The entries are to be repeated verbatim, with nothing left out.

________________________________________

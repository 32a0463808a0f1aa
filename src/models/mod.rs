//! Data structures for the tournament engine: teams, matches, tournament state.

mod game;
mod team;
mod tournament;

pub use game::{BracketSide, GameMatch, MatchId, MatchStatus, StageKind};
pub use team::{Team, TeamId, TeamRegistration};
pub use tournament::{
    ErrorKind, MatchFilter, TeamSize, Tournament, TournamentError, TournamentFormat,
    TournamentId, TournamentSettings, TournamentStatus,
};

________________________________________

## Result of this task
repository 32a0463808a0f1aa
filename src/models/mod.rs
//! Data structures for the tournament engine: teams, matches, tournament state.

mod game;
mod team;
mod tournament;

pub use game::{BracketSide, GameMatch, MatchId, MatchStatus, StageKind};
pub use team::{Team, TeamId, TeamRegistration};
pub use tournament::{
    ErrorKind, MatchFilter, TeamSize, Tournament, TournamentError, TournamentFormat,
    TournamentId, TournamentSettings, TournamentStatus,
};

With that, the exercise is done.